This bug has been copied from bug #666080 and has been proposed to be backported to 5.6 z-stream (EUS).
in kernel-2.6.18-238.7.1.el5 linux-2.6-fs-gfs2-remove-iopen-glocks-from-cache-on-delete-fail.patch
An advisory has been issued which should help the problem described in this bug report. This report is therefore being closed with a resolution of ERRATA. For more information on therefore solution and/or where to find the updated files, please follow the link below. You may reopen this bug report if the solution does not work for you. http://rhn.redhat.com/errata/RHSA-2011-0429.html
Technical note added. If any revisions are required, please edit the "Technical Notes" field accordingly. All revisions will be proofread by the Engineering Content Services team. New Contents: Deleting a file on a GFS2 file system caused the inode, which the deleted file previously occupied, to not be freed. Specifically, this only occurred when a file was deleted on a different inode than the inode that created it. The mechanism for ensuring that inodes are correctly deallocated when the final close occurs was dependent on a previously corrected bug (BZ#504188). In order to ensure that iopen glocks are not cached beyond the lifetime of the inode, and thus prevent deallocation by another inode in the cluster, this update marks the iopen glock as not to be cached during the inode disposal process.

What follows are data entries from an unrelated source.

//! Field parsers for raw incident exports.
//!
//! Every parser returns `Result<_, FieldDefect>` so the caller decides the
//! fallback. None of them panic on malformed input.

use chrono::{NaiveDate, NaiveDateTime, NaiveTime, Timelike as _};

use crate::{FieldDefect, Gender};

const DATETIME_FORMATS: &[&str] = &[
    "%d-%m-%Y %H:%M",
    "%d-%m-%Y %H:%M:%S",
    "%Y-%m-%d %H:%M:%S",
    "%Y-%m-%d %H:%M",
    "%Y-%m-%dT%H:%M:%S",
    "%Y-%m-%dT%H:%M:%S%.f",
    "%m/%d/%Y %H:%M",
];

const DATE_FORMATS: &[&str] = &["%d-%m-%Y", "%Y-%m-%d", "%m/%d/%Y"];

const TIME_FORMATS: &[&str] = &["%H:%M", "%H:%M:%S", "%H:%M:%S%.f"];

fn parse_datetime(s: &str) -> Option<NaiveDateTime> {
    DATETIME_FORMATS
        .iter()
        .find_map(|fmt| NaiveDateTime::parse_from_str(s, fmt).ok())
}

/// Parses the hour of day (0-23) from a time or date-time string.
///
/// A bare integer in 0-23 is accepted as an hour.
///
/// # Errors
///
/// Returns [`FieldDefect::MissingValue`] for blank input and
/// [`FieldDefect::UnparsableTime`] when no known format matches.
pub fn parse_hour(raw: &str) -> Result<u8, FieldDefect> {
    let s = raw.trim();
    if s.is_empty() {
        return Err(FieldDefect::MissingValue);
    }

    let time = parse_datetime(s).map(|dt| dt.time()).or_else(|| {
        TIME_FORMATS
            .iter()
            .find_map(|fmt| NaiveTime::parse_from_str(s, fmt).ok())
    });

    if let Some(time) = time {
        return u8::try_from(time.hour()).map_err(|_| FieldDefect::UnparsableTime {
            value: s.to_string(),
        });
    }

    match s.parse::<u8>() {
        Ok(hour) if hour < 24 => Ok(hour),
        _ => Err(FieldDefect::UnparsableTime {
            value: s.to_string(),
        }),
    }
}

/// Parses a calendar date, accepting date-only and date-time forms.
///
/// # Errors
///
/// Returns [`FieldDefect::MissingValue`] for blank input and
/// [`FieldDefect::UnparsableDate`] when no known format matches.
pub fn parse_date(raw: &str) -> Result<NaiveDate, FieldDefect> {
    let s = raw.trim();
    if s.is_empty() {
        return Err(FieldDefect::MissingValue);
    }

    if let Some(dt) = parse_datetime(s) {
        return Ok(dt.date());
    }

    DATE_FORMATS
        .iter()
        .find_map(|fmt| NaiveDate::parse_from_str(s, fmt).ok())
        .ok_or_else(|| FieldDefect::UnparsableDate {
            value: s.to_string(),
        })
}

/// Combines an occurrence date with an occurrence time.
///
/// The time field wins when it parses; otherwise the time embedded in the
/// date field (or midnight) is used.
///
/// # Errors
///
/// Returns the date's [`FieldDefect`] when the date cannot be parsed.
pub fn parse_occurrence(date: &str, time: &str) -> Result<NaiveDateTime, FieldDefect> {
    let day = parse_date(date)?;
    let embedded = parse_datetime(date.trim()).map_or(NaiveTime::MIN, |dt| dt.time());

    let t = time.trim();
    let time = parse_datetime(t)
        .map(|dt| dt.time())
        .or_else(|| {
            TIME_FORMATS
                .iter()
                .find_map(|fmt| NaiveTime::parse_from_str(t, fmt).ok())
        })
        .unwrap_or(embedded);

    Ok(day.and_time(time))
}

/// Parses a victim age in 0-120.
///
/// # Errors
///
/// Returns [`FieldDefect::UnparsableAge`] for non-integers and
/// [`FieldDefect::AgeOutOfRange`] outside 0-120.
pub fn parse_age(raw: &str) -> Result<u8, FieldDefect> {
    let s = raw.trim();
    if s.is_empty() {
        return Err(FieldDefect::MissingValue);
    }
    let age: i64 = s.parse().map_err(|_| FieldDefect::UnparsableAge {
        value: s.to_string(),
    })?;
    if !(0..=120).contains(&age) {
        return Err(FieldDefect::AgeOutOfRange { age });
    }
    u8::try_from(age).map_err(|_| FieldDefect::AgeOutOfRange { age })
}

/// Parses a victim gender code.
///
/// # Errors
///
/// Returns [`FieldDefect::MissingValue`] for blank input and
/// [`FieldDefect::UnknownGender`] for unrecognized codes.
pub fn parse_gender(raw: &str) -> Result<Gender, FieldDefect> {
    let s = raw.trim();
    if s.is_empty() {
        return Err(FieldDefect::MissingValue);
    }
    match s.to_lowercase().as_str() {
        "m" | "male" => Ok(Gender::Male),
        "f" | "female" => Ok(Gender::Female),
        "x" | "other" | "non-binary" => Ok(Gender::Other),
        _ => Err(FieldDefect::UnknownGender {
            value: s.to_string(),
        }),
    }
}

Technical note updated. If any revisions are required, please edit the "Technical Notes" field accordingly. All revisions will be proofread by the Engineering Content Services team. Diffed Contents: @@ -1 +1 @@ -Deleting a file on a GFS2 file system caused the inode, which the deleted file previously occupied, to not be freed. Specifically, this only occurred when a file was deleted on a different inode than the inode that created it. The mechanism for ensuring that inodes are correctly deallocated when the final close occurs was dependent on a previously corrected bug (BZ#504188). In order to ensure that iopen glocks are not cached beyond the lifetime of the inode, and thus prevent deallocation by another inode in the cluster, this update marks the iopen glock as not to be cached during the inode disposal process.+Deleting a file on a GFS2 file system caused the inode, which the deleted file previously occupied, to not be freed. Specifically, this only occurred when a file was deleted on a particular node while other nodes in the cluster were caching that same inode. The mechanism for ensuring that inodes are correctly deallocated when the final close occurs was dependent on a previously corrected bug (BZ#504188). In order to ensure that iopen glocks are not cached beyond the lifetime of the inode, and thus prevent deallocation by another inode in the cluster, this update marks the iopen glock as not to be cached during the inode disposal process.